夢の内容を思い出してブルリと身体を震わせた。同時にコンコンとノックをする音が聞こえた。「どうぞ」と返事をすると、ケヴィンとメイドが入ってきた。メイドは彼の妻で、彼女も古くからこの家に仕えているそうだ。台車には紅茶のセットと何か箱な様な物が置かれている。
「良く眠れましたか? 随分と魘されているようでしたが……」
心配そうにケヴィンが言う。メイドがナナシの側までやって来て丁寧に額の汗をタオルで汗を拭ってくれた。
差し出された紅茶を手に取る。ハーブティーらしく爽快な香りを感じながら一口飲む。随分と喉が渇いていたらしいことに気付く。
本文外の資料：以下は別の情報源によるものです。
//! Pure checks for the lock system.

use std::time::Duration;

use chrono::{DateTime, Utc};

use super::types::LockRecord;
use crate::{Error, Result};

/// Reserved keywords that cannot be used as resource names
const RESERVED_KEYWORDS: &[&str] = &["null", "undefined", "true", "false", "none", "nil", "void"];

/// Validate a resource name
///
/// Names become file names in the lock directory, so separators and leading
/// dots are refused.
pub fn validate_resource_name(resource: &str) -> Result<()> {
    let trimmed = resource.trim();

    if trimmed.is_empty() {
        return Err(Error::InvalidInput(
            "Resource name cannot be empty or whitespace-only".into(),
        ));
    }

    let lower = trimmed.to_lowercase();
    if RESERVED_KEYWORDS.iter().any(|&keyword| keyword == lower) {
        return Err(Error::InvalidInput(format!(
            "Resource name '{trimmed}' is a reserved keyword"
        )));
    }

    if !trimmed.chars().any(char::is_alphanumeric) {
        return Err(Error::InvalidInput(
            "Resource name must contain at least one alphanumeric character".into(),
        ));
    }

    if trimmed != resource || trimmed.starts_with('.') || trimmed.contains(['/', '\\']) {
        return Err(Error::InvalidInput(format!(
            "Resource name '{resource}' must be a plain file name"
        )));
    }

    Ok(())
}

/// Whether `record` is older than `stale_after` at `now`.
pub(super) fn is_stale(record: &LockRecord, now: DateTime<Utc>, stale_after: Duration) -> bool {
    (now - record.acquired_at)
        .to_std()
        .map(|age| age > stale_after)
        .unwrap_or(false)
}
「ありがとうございます。その……オーウェンさんとリードさんとは連絡は取れましたか?」
「リード様はもう時期こちらに参ります。オーウェン様とはまだ」
「そうですか……。オーウェンさんは大丈夫何でしょうか?」
「今の私には何とも申し上げられません」
「今の?」
「ええ……。私は嘗て精霊使いとしての能力は持っておりました。しかし、ナタリーお嬢様が失踪して以来、その力を失いました」
──力を失った?
ケヴィンが言うには、今まで見えていた精霊の姿や声がぱったりと聞こえなくなったそうだ。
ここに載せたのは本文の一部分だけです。